Viele europäische Staaten vermeldeten jedoch, wie AI ausführt, hohe Fallzahlen von Gewalt an Mädchen und Frauen, wobei staatliche Gegenmaßnahmen unzureichend geblieben seien. Bezogen auf die Bundesrepublik hebt der Report den von der Statistik des Bundeskriminalamtes (BKA) 2022 im 5-Jahres-Vergleich verzeichneten Anstieg bei geschlechtsspezifischer Gewalt (zwd-POLITIKMAGAZIN berichtete) hervor. Stündlich hätten in Deutschland über 14 Frauen Gewalt durch intime Partner erlitten, fast täglich (Ex-) Partner versucht, eine Frau umzubringen.
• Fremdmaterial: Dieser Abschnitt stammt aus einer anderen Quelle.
//! Filtering and projection of decoded bundle elements into listings.

use boshu_client::{BundleElement, Document};
use chrono::{DateTime, Local, Utc};
use serde::Serialize;
use thiserror::Error;

use crate::vocab::{Category, VocabError, Vocabulary};

/// Marker shown when a listing carries no tera type.
const UNKNOWN_TYPE: &str = "???";

/// A listing ready to announce. Rebuilt from scratch every cycle, keyed by
/// passcode for deduplication.
#[derive(Debug, Clone, PartialEq, Eq, Serialize)]
pub struct RaidListing {
    pub pokemon: String,
    pub tera_type: String,
    /// Raw level digits with the `★` suffix restored, e.g. `"6★"`.
    pub stars: String,
    pub join_conditions: Vec<String>,
    pub passcode: String,
    pub remaining_secs: i64,
    /// `H:MM:SS` countdown for display.
    pub remaining_time: String,
    /// Local wall-clock time of this cycle, `HH:MM:SS`.
    pub observed_at: String,
}

#[derive(Debug, Error, PartialEq, Eq)]
pub enum ProjectError {
    #[error("listing is missing required field {0:?}")]
    MissingField(&'static str),
    #[error(transparent)]
    UnknownTerm(#[from] VocabError),
}

/// Filter decoded bundle elements down to live, unexpired listings.
///
/// Tombstones and deleted listings are dropped silently. A record that cannot
/// be projected (missing field, untranslatable name) contributes an error but
/// does not fail the batch. Source order is preserved.
pub fn project_listings(
    elements: &[BundleElement],
    vocab: &Vocabulary,
    now: DateTime<Utc>,
    ttl_secs: i64,
) -> (Vec<RaidListing>, Vec<ProjectError>) {
    let mut listings = Vec::new();
    let mut errors = Vec::new();

    for element in elements {
        let Some(doc) = &element.document else { continue };
        // Only a present-and-false deletion flag marks a live listing.
        if doc.bool_field("isDeleted") != Some(false) {
            continue;
        }
        match project_one(doc, vocab, now, ttl_secs) {
            Ok(Some(listing)) => listings.push(listing),
            Ok(None) => {} // already expired
            Err(e) => errors.push(e),
        }
    }

    (listings, errors)
}

fn project_one(
    doc: &Document,
    vocab: &Vocabulary,
    now: DateTime<Utc>,
    ttl_secs: i64,
) -> Result<Option<RaidListing>, ProjectError> {
    let pokemon_jpn = doc
        .str_field("pokemonName")
        .ok_or(ProjectError::MissingField("pokemonName"))?;
    let pokemon = vocab.to_english(Category::Pokemon, pokemon_jpn)?.to_string();

    let tera_type = match doc.str_field("terasType") {
        Some(jpn) => vocab.to_english(Category::TeraType, jpn)?.to_string(),
        None => UNKNOWN_TYPE.to_string(),
    };

    let level = doc
        .int_field("difficultyLevel")
        .ok_or(ProjectError::MissingField("difficultyLevel"))?;
    let stars = format!("{level}★");

    let mut join_conditions = Vec::new();
    if let Some(tags) = doc.array_field("requestTags") {
        for value in &tags.values {
            let jpn = value
                .string_value
                .as_deref()
                .ok_or(ProjectError::MissingField("requestTags"))?;
            join_conditions.push(vocab.to_english(Category::JoinLabel, jpn)?.to_string());
        }
    }

    let passcode = doc
        .str_field("passcode")
        .ok_or(ProjectError::MissingField("passcode"))?
        .to_string();

    let created = doc
        .timestamp_field("createdAt")
        .ok_or(ProjectError::MissingField("createdAt"))?;
    let remaining_secs = ttl_secs - (now.timestamp() - created.seconds);
    if remaining_secs <= 0 {
        return Ok(None);
    }

    Ok(Some(RaidListing {
        pokemon,
        tera_type,
        stars,
        join_conditions,
        passcode,
        remaining_secs,
        remaining_time: format_clock(remaining_secs),
        observed_at: now.with_timezone(&Local).format("%H:%M:%S").to_string(),
    }))
}

/// `H:MM:SS` with unpadded hours, e.g. `0:02:45`.
fn format_clock(secs: i64) -> String {
    format!("{}:{:02}:{:02}", secs / 3600, secs % 3600 / 60, secs % 60)
}

#[cfg(test)]
mod tests {
    use super::*;
    use crate::vocab::{MetaNameEntry, PokemonNameEntry};
    use serde_json::{json, Value};

    fn vocab() -> Vocabulary {
        Vocabulary::new(
            vec![PokemonNameEntry {
                english_name: "Ditto".into(),
                japanese_name: "メタモン".into(),
            }],
            vec![
                MetaNameEntry {
                    kind: "type".into(),
                    english_name: "Fire".into(),
                    japanese_name: "ほのお".into(),
                },
                MetaNameEntry {
                    kind: "label".into(),
                    english_name: "Lvl. 100 Only".into(),
                    japanese_name: "LV100のみ".into(),
                },
            ],
        )
    }

    fn element(fields: Value) -> BundleElement {
        serde_json::from_value(json!({ "document": { "fields": fields } })).unwrap()
    }

    fn raid_fields(passcode: &str, created_secs: i64) -> Value {
        json!({
            "isDeleted": {"booleanValue": false},
            "pokemonName": {"stringValue": "メタモン"},
            "terasType": {"stringValue": "ほのお"},
            "difficultyLevel": {"integerValue": "6"},
            "requestTags": {"arrayValue": {"values": [{"stringValue": "LV100のみ"}]}},
            "passcode": {"stringValue": passcode},
            "createdAt": {"timestampValue": {"seconds": created_secs.to_string(), "nanos": 0}}
        })
    }

    fn now() -> DateTime<Utc> {
        DateTime::from_timestamp(1_700_000_000, 0).unwrap()
    }

    #[test]
    fn test_projects_a_live_listing() {
        let elements = vec![element(raid_fields("ABC123", now().timestamp() - 15))];
        let (listings, errors) = project_listings(&elements, &vocab(), now(), 180);

        assert!(errors.is_empty());
        assert_eq!(listings.len(), 1);
        let listing = &listings[0];
        assert_eq!(listing.pokemon, "Ditto");
        assert_eq!(listing.tera_type, "Fire");
        assert_eq!(listing.stars, "6★");
        assert_eq!(listing.join_conditions, vec!["Lvl. 100 Only".to_string()]);
        assert_eq!(listing.passcode, "ABC123");
        assert_eq!(listing.remaining_secs, 165);
        assert_eq!(listing.remaining_time, "0:02:45");
    }

    #[test]
    fn test_deleted_listing_is_skipped_silently() {
        let mut fields = raid_fields("ABC123", now().timestamp());
        fields["isDeleted"] = json!({"booleanValue": true});
        let (listings, errors) = project_listings(&[element(fields)], &vocab(), now(), 180);

        assert!(listings.is_empty());
        assert!(errors.is_empty());
    }

    #[test]
    fn test_missing_deletion_flag_is_skipped_silently() {
        let mut fields = raid_fields("ABC123", now().timestamp());
        fields.as_object_mut().unwrap().remove("isDeleted");
        let (listings, errors) = project_listings(&[element(fields)], &vocab(), now(), 180);

        assert!(listings.is_empty());
        assert!(errors.is_empty());
    }

    #[test]
    fn test_element_without_envelope_is_skipped() {
        let tombstone: BundleElement =
            serde_json::from_value(json!({"metadata": {"count": 1}})).unwrap();
        let (listings, errors) = project_listings(&[tombstone], &vocab(), now(), 180);

        assert!(listings.is_empty());
        assert!(errors.is_empty());
    }

    #[test]
    fn test_expiry_boundary() {
        // remaining == 0: excluded. remaining == 1: included.
        let expired = element(raid_fields("GONE", now().timestamp() - 180));
        let alive = element(raid_fields("LAST", now().timestamp() - 179));
        let (listings, errors) = project_listings(&[expired, alive], &vocab(), now(), 180);

        assert!(errors.is_empty());
        assert_eq!(listings.len(), 1);
        assert_eq!(listings[0].passcode, "LAST");
        assert_eq!(listings[0].remaining_secs, 1);
    }

    #[test]
    fn test_unknown_pokemon_fails_only_that_record() {
        let mut bad = raid_fields("BAD111", now().timestamp());
        bad["pokemonName"] = json!({"stringValue": "ヒトカゲ"});
        let good = raid_fields("GOOD22", now().timestamp());
        let (listings, errors) =
            project_listings(&[element(bad), element(good)], &vocab(), now(), 180);

        assert_eq!(listings.len(), 1);
        assert_eq!(listings[0].passcode, "GOOD22");
        assert_eq!(errors.len(), 1);
        assert!(matches!(
            errors[0],
            ProjectError::UnknownTerm(VocabError::UnknownTerm {
                category: Category::Pokemon,
                ..
            })
        ));
    }

    #[test]
    fn test_missing_tera_type_projects_unknown_marker() {
        let mut fields = raid_fields("ABC123", now().timestamp());
        fields.as_object_mut().unwrap().remove("terasType");
        let (listings, _) = project_listings(&[element(fields)], &vocab(), now(), 180);

        assert_eq!(listings[0].tera_type, "???");
    }

    #[test]
    fn test_absent_request_tags_project_empty_conditions() {
        let mut no_field = raid_fields("ONE111", now().timestamp());
        no_field.as_object_mut().unwrap().remove("requestTags");
        let mut no_values = raid_fields("TWO222", now().timestamp());
        no_values["requestTags"] = json!({"arrayValue": {}});

        let (listings, errors) =
            project_listings(&[element(no_field), element(no_values)], &vocab(), now(), 180);

        assert!(errors.is_empty());
        assert_eq!(listings.len(), 2);
        assert!(listings[0].join_conditions.is_empty());
        assert!(listings[1].join_conditions.is_empty());
    }

    #[test]
    fn test_unknown_label_fails_the_whole_record() {
        let mut fields = raid_fields("ABC123", now().timestamp());
        fields["requestTags"] =
            json!({"arrayValue": {"values": [{"stringValue": "未知のタグ"}]}});
        let (listings, errors) = project_listings(&[element(fields)], &vocab(), now(), 180);

        assert!(listings.is_empty());
        assert_eq!(errors.len(), 1);
    }

    #[test]
    fn test_missing_passcode_is_a_record_error() {
        let mut fields = raid_fields("ABC123", now().timestamp());
        fields.as_object_mut().unwrap().remove("passcode");
        let (listings, errors) = project_listings(&[element(fields)], &vocab(), now(), 180);

        assert!(listings.is_empty());
        assert_eq!(errors, vec![ProjectError::MissingField("passcode")]);
    }

    #[test]
    fn test_source_order_is_preserved() {
        let elements: Vec<BundleElement> = ["AAA111", "BBB222", "CCC333"]
            .iter()
            .map(|code| element(raid_fields(code, now().timestamp())))
            .collect();
        let (listings, _) = project_listings(&elements, &vocab(), now(), 180);

        let codes: Vec<&str> = listings.iter().map(|l| l.passcode.as_str()).collect();
        assert_eq!(codes, vec!["AAA111", "BBB222", "CCC333"]);
    }

    #[test]
    fn test_format_clock() {
        assert_eq!(format_clock(165), "0:02:45");
        assert_eq!(format_clock(3725), "1:02:05");
        assert_eq!(format_clock(59), "0:00:59");
    }
}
Zahlreiche Länder, wie Österreich, Italien, Griechenland,. Spanien, Serbien oder die Türkei, hätten von Dutzenden bis Hunderten von Femiziden berichtet. Die Menschenrechts-Organisation fordert die europäischen Regierungen daher auf, „dringend alle Formen von geschlechtsspezifischer Gewalt (zu) bekämpfen“ und gegen die zugrunde liegenden Ursachen vorzugehen. Außerhalb Europas registrierte AI eine hohe Rate an Frauenmorden in Mexiko (durchschnittlich fast 60 Frauen pro Woche) und „Ehrenmorde“ in Staaten wie Tunesien und Algerien.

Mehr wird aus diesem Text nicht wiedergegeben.